### RECORDS SUPPLIED

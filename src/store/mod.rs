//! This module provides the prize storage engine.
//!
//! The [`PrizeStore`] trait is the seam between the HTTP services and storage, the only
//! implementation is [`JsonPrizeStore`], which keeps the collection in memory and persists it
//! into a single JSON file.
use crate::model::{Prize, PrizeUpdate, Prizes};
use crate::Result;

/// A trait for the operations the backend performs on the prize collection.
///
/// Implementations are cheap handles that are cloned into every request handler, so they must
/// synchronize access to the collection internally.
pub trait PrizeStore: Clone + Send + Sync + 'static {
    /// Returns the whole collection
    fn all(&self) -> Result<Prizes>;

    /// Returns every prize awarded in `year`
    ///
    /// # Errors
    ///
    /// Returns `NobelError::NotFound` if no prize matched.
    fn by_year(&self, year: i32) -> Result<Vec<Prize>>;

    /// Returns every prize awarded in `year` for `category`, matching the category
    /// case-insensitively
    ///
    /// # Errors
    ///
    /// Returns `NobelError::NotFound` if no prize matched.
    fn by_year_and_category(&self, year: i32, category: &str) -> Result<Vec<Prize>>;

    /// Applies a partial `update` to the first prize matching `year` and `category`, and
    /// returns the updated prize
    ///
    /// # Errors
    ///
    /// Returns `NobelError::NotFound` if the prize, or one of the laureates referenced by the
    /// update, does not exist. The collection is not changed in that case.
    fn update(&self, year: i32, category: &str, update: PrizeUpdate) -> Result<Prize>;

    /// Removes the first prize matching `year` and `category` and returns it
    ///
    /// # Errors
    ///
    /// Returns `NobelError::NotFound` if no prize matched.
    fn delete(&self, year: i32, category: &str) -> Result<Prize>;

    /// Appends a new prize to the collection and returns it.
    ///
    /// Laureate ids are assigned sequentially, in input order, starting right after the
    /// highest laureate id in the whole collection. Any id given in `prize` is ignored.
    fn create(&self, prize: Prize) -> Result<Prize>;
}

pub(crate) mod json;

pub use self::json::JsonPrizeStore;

######

--- WORK ITEM ---
Each line of the listing that holds the string "year" counts once; state how many there are, with nothing added.

--- WRITTEN RESPONSE ---
8